The three court ladies holding a sake are placed on the second tier. They are known as “sannin kanjo,” in Japanese. Accessories are placed between the ladies. There’s also a round table top where seasonal sweets are served.
Located in the third tier are five male musicians known as “gonin bayashi.” From the viewer’s perspective, these are their placements from left to right: small drum, large drum, hand drum, flute and singer. It is only the singer who doesn’t hold any instrument.

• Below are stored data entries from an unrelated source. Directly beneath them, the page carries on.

//! Output file naming per flavor.

use miette::Diagnostic;
use thiserror::Error;

use crate::spec::{TargetSpec, TargetType};
use crate::toolchain::Flavor;

/// Errors raised when a target's output name cannot be derived.
#[derive(Debug, Clone, PartialEq, Eq, Error, Diagnostic)]
pub enum NamingError {
    /// The target type has no naming convention.
    #[error("unhandled output type `{target_type}` for target `{target}`")]
    #[diagnostic(
        code(shikumi::ninja::unhandled_type),
        help(
            "use executable, shared_library, static_library, loadable_module or none"
        )
    )]
    UnhandledType {
        /// Target being named.
        target: String,
        /// The rejected type name.
        target_type: String,
    },
}

/// Prefix and extension conventions of one flavor.
struct Conventions {
    executable_suffix: &'static str,
    static_prefix: &'static str,
    static_suffix: &'static str,
    shared_prefix: &'static str,
    shared_suffix: &'static str,
}

impl Conventions {
    const fn for_flavor(flavor: &Flavor) -> Self {
        match flavor {
            Flavor::Win => Self {
                executable_suffix: ".exe",
                static_prefix: "",
                static_suffix: ".lib",
                shared_prefix: "",
                shared_suffix: ".dll",
            },
            Flavor::Mac => Self {
                executable_suffix: "",
                static_prefix: "lib",
                static_suffix: ".a",
                shared_prefix: "lib",
                shared_suffix: ".dylib",
            },
            _ => Self {
                executable_suffix: "",
                static_prefix: "lib",
                static_suffix: ".a",
                shared_prefix: "lib",
                shared_suffix: ".so",
            },
        }
    }
}

/// File name of the product `spec` builds as `target_type` on `flavor`.
///
/// The platform prefix is not doubled when `target_name` already starts with
/// it, and `product_prefix`, `product_extension` and `product_name` override
/// the derived parts. Targets of type `none` produce a `.stamp` file.
///
/// ```
/// use shikumi::ninja::compute_output_file_name;
/// use shikumi::spec::{TargetSpec, TargetType};
/// use shikumi::toolchain::Flavor;
///
/// let spec = TargetSpec::new("wee", TargetType::SharedLibrary);
/// let name = compute_output_file_name(&spec, &spec.target_type, &Flavor::Linux)?;
/// assert_eq!(name, "libwee.so");
/// # Ok::<(), shikumi::ninja::NamingError>(())
/// ```
///
/// # Errors
///
/// Returns [`NamingError::UnhandledType`] for types without a convention.
pub fn compute_output_file_name(
    spec: &TargetSpec,
    target_type: &TargetType,
    flavor: &Flavor,
) -> Result<String, NamingError> {
    let conventions = Conventions::for_flavor(flavor);
    let (default_prefix, default_suffix) = match target_type {
        TargetType::Executable => ("", conventions.executable_suffix),
        TargetType::StaticLibrary => (conventions.static_prefix, conventions.static_suffix),
        TargetType::SharedLibrary | TargetType::LoadableModule => {
            (conventions.shared_prefix, conventions.shared_suffix)
        }
        TargetType::None => {
            let name = spec.product_name.as_ref().unwrap_or(&spec.target_name);
            return Ok(format!("{name}.stamp"));
        }
        TargetType::Other(other) => {
            return Err(NamingError::UnhandledType {
                target: spec.target_name.clone(),
                target_type: other.clone(),
            });
        }
    };

    let stripped = if default_prefix == "lib" {
        spec.target_name
            .strip_prefix("lib")
            .unwrap_or(&spec.target_name)
    } else {
        &spec.target_name
    };
    let prefix = spec.product_prefix.as_deref().unwrap_or(default_prefix);
    let name = spec.product_name.as_deref().unwrap_or(stripped);
    let suffix = spec
        .product_extension
        .as_deref()
        .map_or_else(|| default_suffix.to_owned(), |ext| format!(".{ext}"));
    Ok(format!("{prefix}{name}{suffix}"))
}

Whether you are in outside of Japan, Hinamatsuri is a wonderful day to celebrate. Admiring the beautiful dolls and praying for the health and well-being of the young girls in your family are not the only things you can do to celebrate! You can go to shrines that are famous for Hinamatsuri or attend festivals celebrating traditional Japanese culture! If you cannot participate in the events due to your location, you could always try to make some of the traditional Hinamatsuri sweets! Don’t overlook the beauty of this holiday!